[Your assignment]: Whenever a line below mentions the word "openweathermap", that line should be copied.

[Extracted records]:
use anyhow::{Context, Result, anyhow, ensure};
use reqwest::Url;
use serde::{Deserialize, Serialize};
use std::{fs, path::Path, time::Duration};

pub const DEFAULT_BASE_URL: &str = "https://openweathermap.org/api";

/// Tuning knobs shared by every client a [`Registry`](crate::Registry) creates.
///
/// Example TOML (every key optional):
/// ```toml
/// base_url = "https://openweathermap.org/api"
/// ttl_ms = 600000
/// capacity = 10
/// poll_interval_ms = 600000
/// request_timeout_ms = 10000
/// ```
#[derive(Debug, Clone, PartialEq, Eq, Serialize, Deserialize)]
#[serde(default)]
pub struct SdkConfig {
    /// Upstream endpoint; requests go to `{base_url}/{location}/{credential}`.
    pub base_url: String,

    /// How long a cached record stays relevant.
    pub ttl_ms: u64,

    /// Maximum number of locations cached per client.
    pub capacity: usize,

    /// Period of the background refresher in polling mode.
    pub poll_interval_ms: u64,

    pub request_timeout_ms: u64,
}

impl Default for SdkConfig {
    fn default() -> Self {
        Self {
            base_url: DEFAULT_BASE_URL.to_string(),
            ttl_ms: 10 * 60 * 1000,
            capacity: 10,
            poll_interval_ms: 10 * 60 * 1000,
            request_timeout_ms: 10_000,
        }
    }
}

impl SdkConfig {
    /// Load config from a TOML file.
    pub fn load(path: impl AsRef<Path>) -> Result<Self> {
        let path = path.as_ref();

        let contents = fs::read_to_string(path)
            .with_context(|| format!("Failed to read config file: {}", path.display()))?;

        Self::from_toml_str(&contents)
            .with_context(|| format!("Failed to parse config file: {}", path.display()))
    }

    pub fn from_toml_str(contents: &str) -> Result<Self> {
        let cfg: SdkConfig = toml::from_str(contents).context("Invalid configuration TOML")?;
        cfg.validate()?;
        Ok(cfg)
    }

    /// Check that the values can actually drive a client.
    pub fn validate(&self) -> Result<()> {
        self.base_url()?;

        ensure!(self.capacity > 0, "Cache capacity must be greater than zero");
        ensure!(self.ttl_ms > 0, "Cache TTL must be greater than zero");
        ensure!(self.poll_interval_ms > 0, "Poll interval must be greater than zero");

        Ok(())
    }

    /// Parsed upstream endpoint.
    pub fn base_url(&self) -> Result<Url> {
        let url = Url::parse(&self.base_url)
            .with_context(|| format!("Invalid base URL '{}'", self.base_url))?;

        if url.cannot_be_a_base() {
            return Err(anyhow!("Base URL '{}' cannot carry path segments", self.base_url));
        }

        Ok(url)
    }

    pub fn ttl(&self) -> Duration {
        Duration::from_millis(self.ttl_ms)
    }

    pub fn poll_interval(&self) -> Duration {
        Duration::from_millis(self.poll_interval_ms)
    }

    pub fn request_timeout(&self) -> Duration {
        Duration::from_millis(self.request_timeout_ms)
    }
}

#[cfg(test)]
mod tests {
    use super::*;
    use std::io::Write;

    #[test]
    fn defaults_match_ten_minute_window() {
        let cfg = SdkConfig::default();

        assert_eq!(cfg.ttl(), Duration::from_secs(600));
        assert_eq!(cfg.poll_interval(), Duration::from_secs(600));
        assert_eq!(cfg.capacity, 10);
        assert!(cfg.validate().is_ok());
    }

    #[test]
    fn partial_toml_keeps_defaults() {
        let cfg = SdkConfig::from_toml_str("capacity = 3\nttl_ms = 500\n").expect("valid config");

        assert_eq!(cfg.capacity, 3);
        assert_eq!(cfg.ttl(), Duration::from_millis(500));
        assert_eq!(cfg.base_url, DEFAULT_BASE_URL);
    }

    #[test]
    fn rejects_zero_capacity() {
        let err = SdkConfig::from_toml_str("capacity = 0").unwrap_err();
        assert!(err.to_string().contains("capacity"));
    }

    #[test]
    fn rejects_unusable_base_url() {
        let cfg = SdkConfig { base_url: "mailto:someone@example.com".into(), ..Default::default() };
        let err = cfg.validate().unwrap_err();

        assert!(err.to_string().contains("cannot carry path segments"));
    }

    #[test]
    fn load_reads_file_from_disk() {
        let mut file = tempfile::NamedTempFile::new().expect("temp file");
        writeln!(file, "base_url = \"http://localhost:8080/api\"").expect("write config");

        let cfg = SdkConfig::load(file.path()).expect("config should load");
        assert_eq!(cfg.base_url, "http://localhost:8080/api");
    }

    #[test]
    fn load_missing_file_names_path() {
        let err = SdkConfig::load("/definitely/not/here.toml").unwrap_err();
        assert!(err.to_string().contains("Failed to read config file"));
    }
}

[Answer]:
pub const DEFAULT_BASE_URL: &str = "https://openweathermap.org/api";
/// base_url = "https://openweathermap.org/api"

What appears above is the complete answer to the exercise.